Missing Value Treatment

Missing Value Treatment

Credits

Data in real world are rarely clean and homogeneous. Typically this is because of the following reasons:

  • Corrupt data

  • Failure to load information

  • Incomplete extraction

  • Noisy, and inconsistent

  • Incomplete data

So it is an important task of a Data scientist to prepossess the data by filling missing values because making the right decision on how to handle it generates robust data models. It is important to be handled as they could lead to wrong prediction or classification for any given model being used. The goal of this article is to cover the basic techniques for handling missing values in a data set.

Real-world data often has missing values.

Firstly we cannot simply ignore missing values in a data set. We must handle them in some way for the very practical reason that most algorithms do not accept missing values.

"Common sense" is not sensible here.From my experience the 2 most commonly recommended ways of dealing with missing data actually are not accurate .

They are:

  1. Dropping observations that have missing values

  2. Imputing the missing values based on other observations

Dropping missing values is sub-optimal because when we drop observations, we drop information.

The fact that the value was missing may be informative in itself. We need to understand business deeper to uncover why this information is missing in real world problems.In real time problems we need to make predictions even if some of the features are missing !!!.

Imputing missing values is sub-optimal because the value was originally missing but you filled it in, which always leads to a loss in information, no matter how sophisticated our imputation method is.

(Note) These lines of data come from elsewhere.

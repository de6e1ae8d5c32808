//! Configuration models for paperforge.
//!
//! Everything the pipeline may vary is parameterized here. The environment is
//! consulted only through the `resolve_*` helpers, which the CLI calls at the
//! process boundary; the pipeline itself receives resolved values.

use serde::{Deserialize, Serialize};
use std::path::{Path, PathBuf};

/// Model used when neither the request, the config file nor the environment names one.
pub const DEFAULT_MODEL: &str = "claude-sonnet-4-20250514";

/// Top-level configuration for paperforge.
#[derive(Debug, Clone, Default, Serialize, Deserialize)]
pub struct Config {
    /// Generative-model endpoint
    #[serde(default)]
    pub model: ModelConfig,

    /// Source ingestion limits
    #[serde(default)]
    pub ingest: IngestConfig,

    /// Defaults applied during request normalization
    #[serde(default)]
    pub generation: GenerationDefaults,

    /// External verifier process
    #[serde(default)]
    pub verifier: VerifierConfig,

    /// Output settings
    #[serde(default)]
    pub output: OutputConfig,
}

/// Generative-model endpoint configuration.
#[derive(Debug, Clone, Serialize, Deserialize)]
pub struct ModelConfig {
    /// API key (can also be set via ANTHROPIC_API_KEY env var)
    #[serde(default)]
    pub api_key: Option<String>,

    /// Environment variable name for API key
    #[serde(default = "default_api_key_env")]
    pub api_key_env: String,

    /// Base URL for the messages API
    #[serde(default = "default_base_url")]
    pub base_url: String,

    /// Value of the `anthropic-version` header
    #[serde(default = "default_api_version")]
    pub api_version: String,

    /// Model used when a request does not name one
    #[serde(default)]
    pub default_model: Option<String>,

    /// Environment variable consulted for the default model
    #[serde(default = "default_model_env")]
    pub default_model_env: String,

    /// Request timeout in seconds
    #[serde(default = "default_timeout")]
    pub timeout_secs: u64,
}

fn default_api_key_env() -> String {
    "ANTHROPIC_API_KEY".to_string()
}

fn default_base_url() -> String {
    "https://api.anthropic.com".to_string()
}

fn default_api_version() -> String {
    "2023-06-01".to_string()
}

fn default_model_env() -> String {
    "ANTHROPIC_MODEL".to_string()
}

fn default_timeout() -> u64 {
    180
}

impl Default for ModelConfig {
    fn default() -> Self {
        Self {
            api_key: None,
            api_key_env: default_api_key_env(),
            base_url: default_base_url(),
            api_version: default_api_version(),
            default_model: None,
            default_model_env: default_model_env(),
            timeout_secs: default_timeout(),
        }
    }
}

/// Source ingestion configuration.
#[derive(Debug, Clone, Serialize, Deserialize)]
pub struct IngestConfig {
    /// Characters kept per source before clipping
    #[serde(default = "default_per_source_char_limit")]
    pub per_source_char_limit: usize,

    /// Timeout for a single source fetch
    #[serde(default = "default_fetch_timeout")]
    pub fetch_timeout_secs: u64,

    /// User agent sent with source fetches
    #[serde(default = "default_user_agent")]
    pub user_agent: String,
}

fn default_per_source_char_limit() -> usize {
    12_000
}

fn default_fetch_timeout() -> u64 {
    60
}

fn default_user_agent() -> String {
    concat!("paperforge/", env!("CARGO_PKG_VERSION")).to_string()
}

impl Default for IngestConfig {
    fn default() -> Self {
        Self {
            per_source_char_limit: default_per_source_char_limit(),
            fetch_timeout_secs: default_fetch_timeout(),
            user_agent: default_user_agent(),
        }
    }
}

/// Generation defaults and prompt bounds.
#[derive(Debug, Clone, Serialize, Deserialize)]
pub struct GenerationDefaults {
    /// Iterations when the request does not say (clamped to 1..=6)
    #[serde(default = "default_max_iterations")]
    pub max_iterations: u32,

    /// Sampling temperature when the request does not say
    #[serde(default = "default_temperature")]
    pub temperature: f64,

    /// Output token ceiling when the request does not say
    #[serde(default = "default_max_tokens")]
    pub max_tokens: u32,

    /// Total characters of source context embedded in the user prompt
    #[serde(default = "default_context_char_limit")]
    pub context_char_limit: usize,

    /// Characters of raw model text kept per iteration record
    #[serde(default = "default_raw_text_clip")]
    pub raw_text_clip: usize,

    /// Feedback entries carried into the next prompt
    #[serde(default = "default_max_feedback_items")]
    pub max_feedback_items: usize,
}

fn default_max_iterations() -> u32 {
    3
}

fn default_temperature() -> f64 {
    0.2
}

fn default_max_tokens() -> u32 {
    4096
}

fn default_context_char_limit() -> usize {
    30_000
}

fn default_raw_text_clip() -> usize {
    6_000
}

fn default_max_feedback_items() -> usize {
    10
}

impl Default for GenerationDefaults {
    fn default() -> Self {
        Self {
            max_iterations: default_max_iterations(),
            temperature: default_temperature(),
            max_tokens: default_max_tokens(),
            context_char_limit: default_context_char_limit(),
            raw_text_clip: default_raw_text_clip(),
            max_feedback_items: default_max_feedback_items(),
        }
    }
}

/// External verifier process configuration.
#[derive(Debug, Clone, Serialize, Deserialize)]
pub struct VerifierConfig {
    /// Program and arguments; the verification input is written to stdin
    #[serde(default)]
    pub command: Vec<String>,

    /// Working directory for the verifier process
    #[serde(default)]
    pub working_dir: Option<PathBuf>,

    /// Kill the verifier after this many seconds
    #[serde(default = "default_verifier_timeout")]
    pub timeout_secs: u64,
}

fn default_verifier_timeout() -> u64 {
    120
}

impl Default for VerifierConfig {
    fn default() -> Self {
        Self {
            command: Vec::new(),
            working_dir: None,
            timeout_secs: default_verifier_timeout(),
        }
    }
}

/// Output configuration.
#[derive(Debug, Clone, Serialize, Deserialize)]
pub struct OutputConfig {
    /// Draw a progress bar over iterations
    #[serde(default = "default_true")]
    pub show_progress: bool,

    /// Pretty-print the result JSON
    #[serde(default = "default_true")]
    pub pretty: bool,
}

fn default_true() -> bool {
    true
}

impl Default for OutputConfig {
    fn default() -> Self {
        Self {
            show_progress: true,
            pretty: true,
        }
    }
}

impl Config {
    /// Load configuration from a TOML file.
    pub fn from_file(path: &Path) -> Result<Self, ConfigError> {
        let content = std::fs::read_to_string(path).map_err(|e| ConfigError::FileRead {
            path: path.to_owned(),
            source: e,
        })?;

        Self::from_toml(&content).map_err(|e| ConfigError::Parse {
            path: path.to_owned(),
            source: e,
        })
    }

    /// Parse configuration from TOML text.
    pub fn from_toml(content: &str) -> Result<Self, toml::de::Error> {
        toml::from_str(content)
    }

    /// Load the file if it exists, otherwise fall back to defaults.
    pub fn load_or_default(path: &Path) -> Result<Self, ConfigError> {
        if path.exists() {
            Self::from_file(path)
        } else {
            Ok(Self::default())
        }
    }

    /// Resolve the API key from config or environment.
    pub fn resolve_api_key(&self) -> Result<String, ConfigError> {
        if let Some(key) = &self.model.api_key {
            let key = expand_env_vars(key);
            if !key.trim().is_empty() {
                return Ok(key);
            }
        }

        std::env::var(&self.model.api_key_env)
            .ok()
            .filter(|k| !k.trim().is_empty())
            .ok_or_else(|| ConfigError::MissingApiKey {
                env_var: self.model.api_key_env.clone(),
            })
    }

    /// Resolve the default model: config, then environment, then the built-in default.
    pub fn resolve_default_model(&self) -> String {
        self.model
            .default_model
            .clone()
            .filter(|m| !m.trim().is_empty())
            .or_else(|| {
                std::env::var(&self.model.default_model_env)
                    .ok()
                    .filter(|m| !m.trim().is_empty())
            })
            .unwrap_or_else(|| DEFAULT_MODEL.to_string())
    }
}

/// Expand environment variables in a string.
///
/// Supports ${VAR_NAME} syntax.
/// If the variable is not set, the placeholder is left unchanged.
pub fn expand_env_vars(s: &str) -> String {
    let mut result = s.to_string();
    let Ok(re) = regex::Regex::new(r"\$\{([^}]+)\}") else {
        return result;
    };

    for cap in re.captures_iter(s) {
        if let Ok(value) = std::env::var(&cap[1]) {
            result = result.replace(&cap[0], &value);
        }
    }

    result
}

/// Configuration errors.
#[derive(Debug, thiserror::Error)]
pub enum ConfigError {
    #[error("Failed to read config file {path}: {source}")]
    FileRead {
        path: PathBuf,
        source: std::io::Error,
    },

    #[error("Failed to parse config file {path}: {source}")]
    Parse {
        path: PathBuf,
        source: toml::de::Error,
    },

    #[error("Missing API key: set {env_var} env var or model.api_key in config")]
    MissingApiKey { env_var: String },
}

"Missingness" is almost always informative in itself, and we should tell our algorithm if a value was missing.Even if we build a model to impute our values, we are not adding any real information. You’re just reinforcing the patterns already provided by other features.

Missing numeric data

For missing numeric data, we should flag and fill the values.

  1. Flag the observation with an indicator variable of missingness.

  2. Secondly fill the original missing value with 0 just to meet the technical requirement of no missing values.

By using this technique of flagging and filling, we are essentially allowing the algorithm to estimate the optimal constant for missingness, instead of just filling it in with the mean.

Missing categorical data

The best way to handle missing data for categorical features is to simply label them as ’Missing’!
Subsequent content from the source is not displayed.